В самом начале пути на редкие вопросы представитель фирмы отвечал не сразу, медленно, демонстрируя свое величие. И я не стал больше задавать ему вопросы. Всю дорогу мы разговаривали с Перето, а наш спутник хранил гордое молчание. Я спросил Перето, не пытались ли враги Народного единства использовать против Альенде эмблему труда, которую я не раз встречал в Сантьяго и вот сейчас здесь, у шоссе.

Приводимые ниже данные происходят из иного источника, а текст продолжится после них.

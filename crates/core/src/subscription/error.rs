//! Subscription error types.
//!
//! Trial-day computation fails closed: a missing or unparseable signup
//! timestamp never grants access. The legacy code swallowed these failures
//! and left tenants stuck in whatever state the bad row implied.

use rust_decimal::Decimal;
use thiserror::Error;
use trestle_shared::AppError;

/// Errors that can occur during subscription computations.
#[derive(Debug, Clone, PartialEq, Eq, Error)]
pub enum SubscriptionError {
    /// Tenant has no signup date on record; trial math cannot proceed.
    #[error("Tenant has no signup date on record")]
    MissingSignupDate,

    /// The stored signup date could not be parsed as `YYYY-MM-DD`.
    #[error("Malformed signup date: {value:?}")]
    MalformedSignupDate {
        /// The stored date text that failed to parse.
        value: String,
    },

    /// Free lifetime access was claimed below the 100% discount threshold.
    #[error("Referral discount is {discount_percent}%, below the free access threshold")]
    ThresholdNotReached {
        /// The tenant's current discount percent.
        discount_percent: Decimal,
    },
}

impl SubscriptionError {
    /// Returns the error code for API responses.
    #[must_use]
    pub const fn error_code(&self) -> &'static str {
        match self {
            Self::MissingSignupDate => "MISSING_SIGNUP_DATE",
            Self::MalformedSignupDate { .. } => "MALFORMED_SIGNUP_DATE",
            Self::ThresholdNotReached { .. } => "THRESHOLD_NOT_REACHED",
        }
    }
}

impl From<SubscriptionError> for AppError {
    fn from(err: SubscriptionError) -> Self {
        match err {
            SubscriptionError::MissingSignupDate | SubscriptionError::MalformedSignupDate { .. } => {
                Self::Validation(err.to_string())
            }
            SubscriptionError::ThresholdNotReached { .. } => Self::BusinessRule(err.to_string()),
        }
    }
}

#[cfg(test)]
mod tests {
    use super::*;
    use rust_decimal_macros::dec;

    #[test]
    fn test_app_error_conversion() {
        let err = AppError::from(SubscriptionError::MissingSignupDate);
        assert_eq!(err.error_code(), "VALIDATION_ERROR");

        let err = AppError::from(SubscriptionError::ThresholdNotReached {
            discount_percent: dec!(50),
        });
        assert_eq!(err.error_code(), "BUSINESS_RULE_VIOLATION");
    }

    #[test]
    fn test_error_codes() {
        assert_eq!(
            SubscriptionError::MissingSignupDate.error_code(),
            "MISSING_SIGNUP_DATE"
        );
        assert_eq!(
            SubscriptionError::MalformedSignupDate {
                value: "yesterday".to_string()
            }
            .error_code(),
            "MALFORMED_SIGNUP_DATE"
        );
        assert_eq!(
            SubscriptionError::ThresholdNotReached {
                discount_percent: dec!(90)
            }
            .error_code(),
            "THRESHOLD_NOT_REACHED"
        );
    }

    #[test]
    fn test_error_display() {
        let err = SubscriptionError::ThresholdNotReached {
            discount_percent: dec!(40),
        };
        assert_eq!(
            err.to_string(),
            "Referral discount is 40%, below the free access threshold"
        );
    }
}
//! Application-wide error types.

use thiserror::Error;

/// Result type alias using `AppError`.
pub type AppResult<T> = Result<T, AppError>;

/// Application error types.
#[derive(Debug, Error)]
pub enum AppError {
    /// Access denied (trial expired, subscription required).
    #[error("Access denied: {0}")]
    Forbidden(String),

    /// Resource not found.
    #[error("Not found: {0}")]
    NotFound(String),

    /// Validation error.
    #[error("Validation error: {0}")]
    Validation(String),

    /// Business rule violation.
    #[error("Business rule violation: {0}")]
    BusinessRule(String),

    /// Conflict (e.g., duplicate referral code).
    #[error("Conflict: {0}")]
    Conflict(String),

    /// Storage error reported by the persistence collaborator.
    #[error("Storage error: {0}")]
    Storage(String),

    /// Billing provider error reported by the payment collaborator.
    #[error("Billing provider error: {0}")]
    BillingProvider(String),

    /// Internal error.
    #[error("Internal error: {0}")]
    Internal(String),
}

impl AppError {
    /// Returns the error code for API responses.
    #[must_use]
    pub const fn error_code(&self) -> &'static str {
        match self {
            Self::Forbidden(_) => "FORBIDDEN",
            Self::NotFound(_) => "NOT_FOUND",
            Self::Validation(_) => "VALIDATION_ERROR",
            Self::BusinessRule(_) => "BUSINESS_RULE_VIOLATION",
            Self::Conflict(_) => "CONFLICT",
            Self::Storage(_) => "STORAGE_ERROR",
            Self::BillingProvider(_) => "BILLING_PROVIDER_ERROR",
            Self::Internal(_) => "INTERNAL_ERROR",
        }
    }
}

- Еще как! - улыбнулся Перето. - В Сантьяго на огромном щите был изображен в красках стреляющий советский танк, а над ним надпись: "Чилиец! Если хочешь увидеть это на наших улицах, голосуй за Альенде". В реакционной печати была уйма рисунков, карикатур, наподобие следующей. В центре восседают русские офицеры и генералы, а Альенде приютился в уголке. Надпись гласила: "Вот что произойдет в Чили при правительстве Альенде".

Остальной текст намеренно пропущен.